Electrically powered incandescent lights are well known. However, such incandescent lights suffer from an inefficient conversion of electricity to visible light, using excess energy, producing excessive heat, and emitting significant amounts of radiation in, or near, the infrared spectrum. Therefore, the subject being illuminated is often heated as well as illuminated, particularly with high intensity incandescent lights. The heat generated by incandescent lighting may burden environmental control systems, such as air conditioning systems. The combination of inefficient light generation and excess heat generation may lead to higher operating costs, for example, unnecessarily large electric utility bills. In addition to excess power use, using such lights in operatory to illuminate a patient, may result in heating and drying illuminated tissue, causing discomfort to the patient.
More recent alternatives to incandescent light emitting elements include fluorescent light bulbs, which generate less heat than incandescent bulbs. However, fluorescent bulbs tend to be bulky and generally produce light of a less desirable color and intensity for many applications. In addition, the electrical components of fluorescent bulb circuitry, such as the ballast, tend to be bulky and produce undesirable noise. In use in an operatory, it is generally desirable to reduce the bulk of a lamp fixture, to reduce its intrusion into the operating arena, and to facilitate ease of manipulation of the lamp fixture.

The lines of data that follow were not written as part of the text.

use anyhow::Result;
use clap::Parser;
use mealbook::cli::Cli;

#[tokio::main]
async fn main() -> Result<()> {
    let cli = Cli::parse();

    let config = mealbook::config::Config::load(cli.config.clone())?;
    config.validate().map_err(|e| anyhow::anyhow!(e))?;

    mealbook::observability::init_observability(
        "mealbook",
        env!("CARGO_PKG_VERSION"),
        &config.observability.log_level,
    )?;

    mealbook::cli::run(cli, config).await
}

Most dental exam lights use incandescent bulbs as light sources, and therefore produce some or all of the undesirable side effects described above. While some of these lights have been designed to mitigate some of these disadvantages, such as filtering emission of infra-red (IR) or providing cold-mirrors to prevent excessive warming of the patient and user, they still suffer from, for example, relatively short bulb life-time, inability of the user to adjust light color temperature and chromaticity of light, color temperature becoming lower and the light becoming “warmer” (shifting from white to orange/red) when light intensity is reduced (dimmed), and production of significant ultraviolet (UV) and blue light which may cause undesired and uncontrolled curing of dental composites and adhesives.

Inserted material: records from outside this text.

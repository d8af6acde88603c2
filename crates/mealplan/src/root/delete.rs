use mealbook_db::table::{Plan, PlannedMeal};
use mealbook_shared::mealplan::PlanKind;
use sea_query::{Expr, ExprTrait, Query, SqliteQueryBuilder};
use sea_query_sqlx::SqlxBinder;

impl super::Command {
    /// Deletes a planner and its meals. Shopping lists generated from it are
    /// kept and detached.
    pub async fn delete(&self, id: impl Into<String>) -> mealbook_shared::Result<()> {
        let id = id.into();
        let mut tx = self.write_db.begin().await?;
        crate::load_plan_of_kind(&mut tx, &id, PlanKind::Planner).await?;

        let (sql, values) = Query::delete()
            .from_table(PlannedMeal::Table)
            .and_where(Expr::col(PlannedMeal::PlanId).eq(&id))
            .build_sqlx(SqliteQueryBuilder);
        let meals = sqlx::query_with(&sql, values)
            .execute(&mut *tx)
            .await?
            .rows_affected();

        let (sql, values) = Query::update()
            .table(Plan::Table)
            .value(Plan::SourcePlanId, Option::<String>::None)
            .and_where(Expr::col(Plan::SourcePlanId).eq(&id))
            .build_sqlx(SqliteQueryBuilder);
        let detached = sqlx::query_with(&sql, values)
            .execute(&mut *tx)
            .await?
            .rows_affected();

        let (sql, values) = Query::delete()
            .from_table(Plan::Table)
            .and_where(Expr::col(Plan::Id).eq(&id))
            .build_sqlx(SqliteQueryBuilder);
        sqlx::query_with(&sql, values).execute(&mut *tx).await?;

        tx.commit().await?;

        tracing::info!(plan.id = %id, meals, detached, "meal planner deleted");

        Ok(())
    }
}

More recently, light emitting diode (LED) based dental exam lights have been introduced, for example, U.S. Pat. No. 8,016,470, herein incorporated by reference in its entirety. A lamp according to U.S. Pat. No. 8,016,470 is shown by FIG. 1. The lamp 100 is powered by electricity, and functions to provide illumination to a work area disposed a distance from the lamp front 102. The lamp 100 may include an attachment structure (not shown) connecting the lamp 100 to a suspension structure (not shown) in the work area. Such an attachment structure is typically attached at a back 106 of the lamp 100. A typical suspension structure (not shown) in a dental operatory permits a user to orient the lamp 100 in space operably to aim the light output of lamp 100 at the desired target area. Optional attachments, such as a shield (not shown), or a portion of a lamp base (not shown), can be hinged, or otherwise openable by a user, to provide access to the interior of lamp 100 for maintenance or replacement of a light generating element, for example, an LED 118.

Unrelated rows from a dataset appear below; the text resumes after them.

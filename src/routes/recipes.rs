use axum::{
    Json,
    extract::{Path, Query, State},
    http::StatusCode,
};
use mealbook_recipe::{
    CreateInput, FolderFilter, IngredientLine, RecipeDetail, RecipeSummary, RecipesQuery, SortBy,
    UpdateInput,
};
use serde::Deserialize;
use serde_json::{Value, json};

use crate::{error::AppError, routes::AppState};

#[derive(Debug, Default, Deserialize)]
pub struct ListParams {
    /// Folder id, or `root` for recipes outside every folder.
    pub folder: Option<String>,
    /// Include the recipes of sub-folders.
    #[serde(default)]
    pub recursive: bool,
    pub search: Option<String>,
    #[serde(default)]
    pub sort: SortBy,
}

impl From<ListParams> for RecipesQuery {
    fn from(params: ListParams) -> Self {
        let folder = match params.folder {
            None => FolderFilter::Any,
            Some(folder) if folder == "root" => FolderFilter::Root,
            Some(folder) if params.recursive => FolderFilter::Within(folder),
            Some(folder) => FolderFilter::In(folder),
        };

        RecipesQuery {
            folder,
            search: params.search,
            sort: params.sort,
        }
    }
}

#[derive(Debug, Deserialize)]
pub struct FolderBody {
    pub folder_id: Option<String>,
}

pub async fn list(
    State(app): State<AppState>,
    Query(params): Query<ListParams>,
) -> Result<Json<Vec<RecipeSummary>>, AppError> {
    let recipes = mealbook_recipe::Query(app.state)
        .list(params.into())
        .await?;

    Ok(Json(recipes))
}

pub async fn find(
    State(app): State<AppState>,
    Path(id): Path<String>,
) -> Result<Json<RecipeDetail>, AppError> {
    let Some(recipe) = mealbook_recipe::Query(app.state).find(&id).await? else {
        return Err(super::not_found(format!("recipe {id}")));
    };

    Ok(Json(recipe))
}

#[tracing::instrument(skip_all)]
pub async fn create(
    State(app): State<AppState>,
    Json(input): Json<CreateInput>,
) -> Result<(StatusCode, Json<Value>), AppError> {
    let id = app.recipe_command.create(input).await?;

    Ok((StatusCode::CREATED, Json(json!({ "id": id }))))
}

pub async fn update(
    State(app): State<AppState>,
    Path(id): Path<String>,
    Json(input): Json<UpdateInput>,
) -> Result<StatusCode, AppError> {
    app.recipe_command.update(id, input).await?;

    Ok(StatusCode::NO_CONTENT)
}

pub async fn delete(
    State(app): State<AppState>,
    Path(id): Path<String>,
) -> Result<StatusCode, AppError> {
    app.recipe_command.delete(id).await?;

    Ok(StatusCode::NO_CONTENT)
}

pub async fn duplicate(
    State(app): State<AppState>,
    Path(id): Path<String>,
) -> Result<(StatusCode, Json<Value>), AppError> {
    let id = app.recipe_command.duplicate(id).await?;

    Ok((StatusCode::CREATED, Json(json!({ "id": id }))))
}

pub async fn move_to_folder(
    State(app): State<AppState>,
    Path(id): Path<String>,
    Json(body): Json<FolderBody>,
) -> Result<StatusCode, AppError> {
    app.recipe_command.move_to_folder(id, body.folder_id).await?;

    Ok(StatusCode::NO_CONTENT)
}

pub async fn set_ingredients(
    State(app): State<AppState>,
    Path(id): Path<String>,
    Json(lines): Json<Vec<IngredientLine>>,
) -> Result<StatusCode, AppError> {
    app.recipe_command.set_ingredients(id, lines).await?;

    Ok(StatusCode::NO_CONTENT)
}

pub async fn add_ingredient(
    State(app): State<AppState>,
    Path(id): Path<String>,
    Json(line): Json<IngredientLine>,
) -> Result<(StatusCode, Json<Value>), AppError> {
    let position = app.recipe_command.add_ingredient(id, line).await?;

    Ok((StatusCode::CREATED, Json(json!({ "position": position }))))
}

pub async fn remove_ingredient(
    State(app): State<AppState>,
    Path((id, position)): Path<(String, u32)>,
) -> Result<StatusCode, AppError> {
    app.recipe_command.remove_ingredient(id, position).await?;

    Ok(StatusCode::NO_CONTENT)
}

A reflecting element 116 directs the light of the LED 118 output toward a target. The reflecting element 116 is a concave aspheric reflector which collects the light emanating from a light mixing rod 136 secured in place by a rod support 138 and focuses the collected light onto the plane of the patient's face (“image plane”). The LEDs 118 are mounted onto a bracket 112 associated with a lamp housing 114. The bracket 112 assembly includes connection structure for the electricity supplied to the LED 118 and may further include a metal core circuit board 130. The bracket 112 is formed from a heat conducting material and further dissipates heat with heat conducting pipes 134, heat sink fins 142, and via convection through a gap 144 between the reflecting element 116 and the heat sink 142.
While the prior art LED dental lamps improve upon some aspects of incandescent lamps, the positioning of the LED and associated circuitry at the lamp front still presents problems. For example, the LED assembly may block light from the reflector. Further, this configuration places the hot LED assembly at the portion of the lamp that is closest to the patient, and requires additional design and materials to conduct the heat away from the patient. In addition, the arrangement necessitates electrical connectivity to the LED assembly at the lamp front. Finally, the location of the LED assembly and associated heat and electrical conduits in the lamp front may result in additional size and weight of the lamp. Therefore, there is a need in the industry for an LED dental lamp that addresses the above shortcomings.